Il 14 ottobre 2022 la bambina era uscita da scuola, diretta a casa, in un palazzo nel diciannovesimo arrondissement di Parigi, dove i suoi genitori lavoravano come custodi. Si era però imbattuta in Benkired, che l’aveva tirata a forza nell’ascensore e poi condottq al sesto piano, nell’appartamento della sorella sorella. Lì aveva abusato di lei, l’aveva torturata e infine uccisa, prima di nascondere il suo corpo in un baule. Incastrata dalle telecamere di sorveglianza, era poi stata arrestata giorni dopo.
Il processo a Dahbia Benkired
Il processo contro di lei, durato una settimana, si è concentrato sullo stabilire se l’imputata abbia commesso l’omicidio nel pieno delle sue capacità mentali, o meno. La donna ha dichiarato di essere a sua volta vittima di violenza domestica e stupri; sua sorella, però, sostiene che Benkired soffrirebbe di depressione dalla morte dei loro genitori, nel 2019 e nel 2020. I periti, tuttavia, hanno riscontrato tratti di narcisismo e psicopatia, ma nessuna particolare patologia mentale.

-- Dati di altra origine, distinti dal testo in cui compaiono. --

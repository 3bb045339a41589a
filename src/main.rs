//! Stratos agent binary - compute provider for a decentralized marketplace

use std::path::PathBuf;
use std::sync::Arc;

use clap::{Parser, Subcommand};
use tracing::{error, info, warn};
use tracing_subscriber::{fmt, prelude::*, EnvFilter};

use stratos::accountant::Accountant;
use stratos::compiler::{HttpModelResolver, WorkloadCompiler};
use stratos::config::{ProviderConfig, ResourcePolicy};
use stratos::context::ProviderContext;
use stratos::lifecycle::{
    intake_channel, spawn_expiry_watchdog, spawn_namespace_reclaimer, EngineArtifactCleaner,
    JobTracker, LifecycleManager, ProviderAgent,
};
use stratos::upstream::MarketplaceClient;
use stratos::{PROVIDER_STATUS_INTERVAL, RESOURCE_REPORT_INTERVAL};

/// Stratos - compute-provider agent for a decentralized compute marketplace
#[derive(Parser, Debug)]
#[command(name = "stratos", version, about, long_about = None)]
struct Cli {
    /// Provider repo directory holding config.toml and resource_policy.json
    #[arg(long, env = "STRATOS_REPO", default_value = ".")]
    repo: PathBuf,

    #[command(subcommand)]
    command: Option<Commands>,
}

#[derive(Subcommand, Debug)]
enum Commands {
    /// Run the provider agent (default mode)
    ///
    /// Starts the lifecycle manager, the resource and admission reporting
    /// loops, and both watchdogs. The request-intake HTTP layer is a separate
    /// process that drives this agent through the library interface.
    Run,

    /// Evaluate the admission policy once and print the verdict
    Check,
}

#[tokio::main]
async fn main() -> anyhow::Result<()> {
    tracing_subscriber::registry()
        .with(fmt::layer())
        .with(EnvFilter::from_default_env())
        .init();

    let cli = Cli::parse();
    let config = ProviderConfig::load(&cli.repo)?;

    match cli.command {
        Some(Commands::Check) => run_check(cli.repo, config).await,
        Some(Commands::Run) | None => run_agent(cli.repo, config).await,
    }
}

/// One-shot admission evaluation
async fn run_check(repo: PathBuf, config: ProviderConfig) -> anyhow::Result<()> {
    let context = ProviderContext::initialize(config).await?;
    let policy = ResourcePolicy::load(&repo)?;
    let accountant = Accountant::new(context.cluster.clone(), context.reservations.clone());
    let status = accountant.admission_status(&policy).await?;
    println!("{}", status);
    Ok(())
}

/// Run the full agent supervisor
async fn run_agent(repo: PathBuf, config: ProviderConfig) -> anyhow::Result<()> {
    let context = ProviderContext::initialize(config).await?;
    info!(
        node_id = %context.config.api.node_id,
        region = %context.region,
        "stratos provider agent starting"
    );

    let upstream = MarketplaceClient::new(
        context.http.clone(),
        context.config.marketplace.server_url.clone(),
        context.config.marketplace.access_token.clone(),
        context.config.api.node_id.clone(),
        context.config.provider_name(),
        context.config.api.multi_address.clone(),
    );

    let accountant = Accountant::new(context.cluster.clone(), context.reservations.clone());

    // One label-sync pass up front so GPU node selectors can match
    {
        let accountant = accountant.clone();
        tokio::spawn(async move {
            if let Err(e) = accountant.sync_node_gpu_labels().await {
                error!(error = %e, "node GPU label sync failed");
            }
        });
    }

    // Cluster resource summaries
    {
        let accountant = accountant.clone();
        let upstream = upstream.clone();
        let region = context.region.clone();
        tokio::spawn(async move {
            let mut ticker = tokio::time::interval(RESOURCE_REPORT_INTERVAL);
            loop {
                ticker.tick().await;
                match accountant.snapshot().await {
                    Ok(nodes) => {
                        if let Err(e) = upstream.report_cluster_resource(&region, nodes).await {
                            warn!(error = %e, "cluster summary report failed");
                        }
                    }
                    Err(e) => warn!(error = %e, "skipping summary cycle: snapshot failed"),
                }
            }
        });
    }

    // Admission status heartbeat; the policy file is re-read on every tick so
    // operator changes take effect without a restart
    {
        let accountant = accountant.clone();
        let upstream = upstream.clone();
        let repo = repo.clone();
        tokio::spawn(async move {
            let mut ticker = tokio::time::interval(PROVIDER_STATUS_INTERVAL);
            loop {
                ticker.tick().await;
                let policy = match ResourcePolicy::load(&repo) {
                    Ok(policy) => policy,
                    Err(e) => {
                        warn!(error = %e, "skipping admission push: policy unreadable");
                        continue;
                    }
                };
                match accountant.admission_status(&policy).await {
                    Ok(status) => {
                        if let Err(e) = upstream.push_provider_status(status).await {
                            warn!(error = %e, "admission status push failed");
                        }
                    }
                    Err(e) => warn!(error = %e, "skipping admission push: evaluation failed"),
                }
            }
        });
    }

    let _expiry = spawn_expiry_watchdog(context.cluster.clone(), context.store.clone());
    let _reclaimer =
        spawn_namespace_reclaimer(context.cluster.clone(), Arc::new(EngineArtifactCleaner));

    let (intake_tx, intake_rx) = intake_channel();
    let tracker = JobTracker::new();

    let introspection_url = if context.config.marketplace.introspection_url.is_empty() {
        context.config.marketplace.server_url.clone()
    } else {
        context.config.marketplace.introspection_url.clone()
    };
    let resolver = Arc::new(HttpModelResolver::new(
        context.http.clone(),
        introspection_url,
    ));
    let compiler = Arc::new(WorkloadCompiler::new(
        context.cluster.clone(),
        context.store.clone(),
        context.http.clone(),
        resolver,
        intake_tx.clone(),
        context.config.registry.server_address.clone(),
    ));

    // The agent handle is what the (external) request-intake layer drives;
    // it also keeps the intake sender alive for the manager below.
    let agent = ProviderAgent::new(
        compiler,
        context.cluster.clone(),
        context.store.clone(),
        accountant,
        context.reservations.clone(),
        tracker.clone(),
        intake_tx,
        context.config.api.domain.clone(),
    );

    match agent.cluster_snapshot().await {
        Ok(nodes) => info!(nodes = nodes.len(), "cluster inventory ready"),
        Err(e) => warn!(error = %e, "initial cluster snapshot failed"),
    }

    let manager = LifecycleManager::new(
        tracker,
        intake_rx,
        upstream,
        context.http.clone(),
    );
    let manager_handle = tokio::spawn(manager.run());

    tokio::signal::ctrl_c().await?;
    info!("shutdown requested");
    manager_handle.abort();
    drop(agent);
    Ok(())
}
//! Workload compilation into cluster objects
//!
//! The compiler turns an accepted workload into a concrete, isolated set of
//! cluster objects. Three workload sources share one entry point and one
//! state machine:
//!
//! ```text
//! prior objects removed -> namespace ensured -> deployment created
//!     -> service created -> ingress created
//!     -> (optional) model assets fetching -> ready
//! ```
//!
//! Each edge records a job status transition. A failure aborts the remaining
//! edges and surfaces the error without rolling back what was already
//! created; cleanup is the expiry watchdog's responsibility, not the
//! compiler's. On reaching ready the compiler writes the durable record with
//! `expire_time = now + duration`, clearing any previous record for the same
//! workload id first.

use std::path::{Path, PathBuf};
use std::sync::Arc;

use async_trait::async_trait;
use chrono::Utc;
use k8s_openapi::api::apps::v1::{Deployment, DeploymentSpec};
use k8s_openapi::api::core::v1::{
    ConfigMap, ConfigMapVolumeSource, Container, ContainerPort, EnvVar, ExecAction, Namespace,
    PodSpec, PodTemplateSpec, Probe, Service, ServicePort, ServiceSpec, Volume, VolumeMount,
};
use k8s_openapi::api::networking::v1::{
    HTTPIngressPath, HTTPIngressRuleValue, Ingress, IngressBackend, IngressRule,
    IngressServiceBackend, IngressSpec, ServiceBackendPort,
};
use k8s_openapi::apimachinery::pkg::apis::meta::v1::LabelSelector;
use kube::api::ObjectMeta;
use regex::Regex;
use serde::Deserialize;
use tokio::sync::mpsc;
use tracing::{error, info, warn};

use crate::cluster::ClusterClient;
use crate::hardware::HardwareTier;
use crate::lifecycle::{JobStatus, JobUpdate};
use crate::manifest::{self, ContainerSpec, ModelAsset};
use crate::store::{JobRecord, RecordStore};
use crate::{
    Error, Result, CONTAINER_NAME_PREFIX, DEPLOY_NAME_PREFIX, INFERENCE_CONTAINER_PORT,
    INGRESS_NAME_PREFIX, MANAGED_BY, SERVICE_NAME_PREFIX, WORKLOAD_LABEL,
};

// =============================================================================
// Deploy Task and Sources
// =============================================================================

/// What to deploy: the three workload flavors the marketplace sends.
#[derive(Clone, Debug)]
pub enum WorkloadSource {
    /// A pre-built image plus the build descriptor its exposed port is read
    /// from
    Image {
        /// Image reference
        image: String,
        /// Dockerfile the `EXPOSE` directive is parsed out of
        dockerfile: PathBuf,
    },
    /// A compose-like deployment manifest
    Manifest {
        /// Path to the manifest file
        path: PathBuf,
    },
    /// A model-inference request
    ModelInference {
        /// Path to the model settings file (`{"model_id": ...}`)
        setting_path: PathBuf,
    },
}

/// Identity and resources of one deploy operation.
///
/// Built once per accepted job; the [`WorkloadSource`] is passed separately
/// to [`WorkloadCompiler::deploy`].
#[derive(Clone, Debug)]
pub struct DeployTask {
    /// Lifecycle job UUID
    pub job_uuid: String,
    /// Externally supplied hostname the ingress binds to
    pub host_name: String,
    /// Requester wallet address
    pub wallet_address: String,
    /// Workload (space) UUID
    pub space_uuid: String,
    /// Human-readable workload name
    pub space_name: String,
    /// Allotted runtime in seconds
    pub duration: i64,
    /// Resolved hardware tier
    pub hardware: HardwareTier,
    /// Raw tier description, persisted verbatim
    pub hardware_desc: String,
}

impl DeployTask {
    /// Build a task, resolving the hardware tier from its description.
    pub fn new(
        job_uuid: impl Into<String>,
        host_name: impl Into<String>,
        wallet_address: impl Into<String>,
        hardware_desc: impl Into<String>,
        duration: i64,
    ) -> Result<Self> {
        let hardware_desc = hardware_desc.into();
        Ok(Self {
            job_uuid: job_uuid.into(),
            host_name: host_name.into(),
            wallet_address: wallet_address.into(),
            space_uuid: String::new(),
            space_name: String::new(),
            duration,
            hardware: HardwareTier::parse(&hardware_desc)?,
            hardware_desc,
        })
    }

    /// Attach the workload identity
    pub fn with_space(
        mut self,
        space_uuid: impl Into<String>,
        space_name: impl Into<String>,
    ) -> Self {
        self.space_uuid = space_uuid.into();
        self.space_name = space_name.into();
        self
    }

    /// Namespace this workload deploys into: one per wallet address
    pub fn namespace(&self) -> String {
        crate::lifecycle::namespace_for_wallet(&self.wallet_address)
    }

    /// Deployment name for this workload
    pub fn deploy_name(&self) -> String {
        format!("{}{}", DEPLOY_NAME_PREFIX, self.space_uuid)
    }

    /// The reachable URL once deployed
    pub fn url(&self) -> String {
        format!("https://{}", self.host_name)
    }
}

// =============================================================================
// Model Introspection Seam
// =============================================================================

/// Resolved description of an inference model
#[derive(Clone, Debug, Deserialize)]
pub struct ModelInfo {
    /// Model identifier
    pub model_id: String,
    /// Inference task (e.g. `text-generation`)
    pub task: String,
    /// Serving framework the base image is selected by
    pub framework: String,
}

/// External model-introspection collaborator.
#[cfg_attr(test, mockall::automock)]
#[async_trait]
pub trait ModelResolver: Send + Sync {
    /// Resolve a model identifier into its serving description
    async fn resolve(&self, model_id: &str) -> Result<ModelInfo>;
}

/// Resolver backed by an HTTP introspection endpoint
pub struct HttpModelResolver {
    http: reqwest::Client,
    base_url: String,
}

impl HttpModelResolver {
    /// Create a resolver against an introspection service base URL
    pub fn new(http: reqwest::Client, base_url: impl Into<String>) -> Self {
        Self {
            http,
            base_url: base_url.into(),
        }
    }
}

#[async_trait]
impl ModelResolver for HttpModelResolver {
    async fn resolve(&self, model_id: &str) -> Result<ModelInfo> {
        let url = format!("{}/model_info", self.base_url);
        let info = self
            .http
            .get(url)
            .query(&[("model_id", model_id)])
            .send()
            .await?
            .error_for_status()?
            .json::<ModelInfo>()
            .await?;
        Ok(info)
    }
}

// =============================================================================
// Compiler
// =============================================================================

/// Compiles workload sources into running cluster object sets.
pub struct WorkloadCompiler {
    cluster: ClusterClient,
    store: RecordStore,
    http: reqwest::Client,
    resolver: Arc<dyn ModelResolver>,
    status: mpsc::Sender<JobUpdate>,
    registry: String,
}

Benkired è la prima donna a ricevere la réclusion à perpétuité incompressible, una tipologia di ergastolo che prevede la possibilità di libertà condizionale dopo trent’anni anni, otto in più della forma semplice. Finora, sono pochissimi ad averla ricevuta: tra queste persone c’è Salah Abdeslam, uno degli organizzatori degli attacchi terroristici a Parigi del 13 novembre 2015.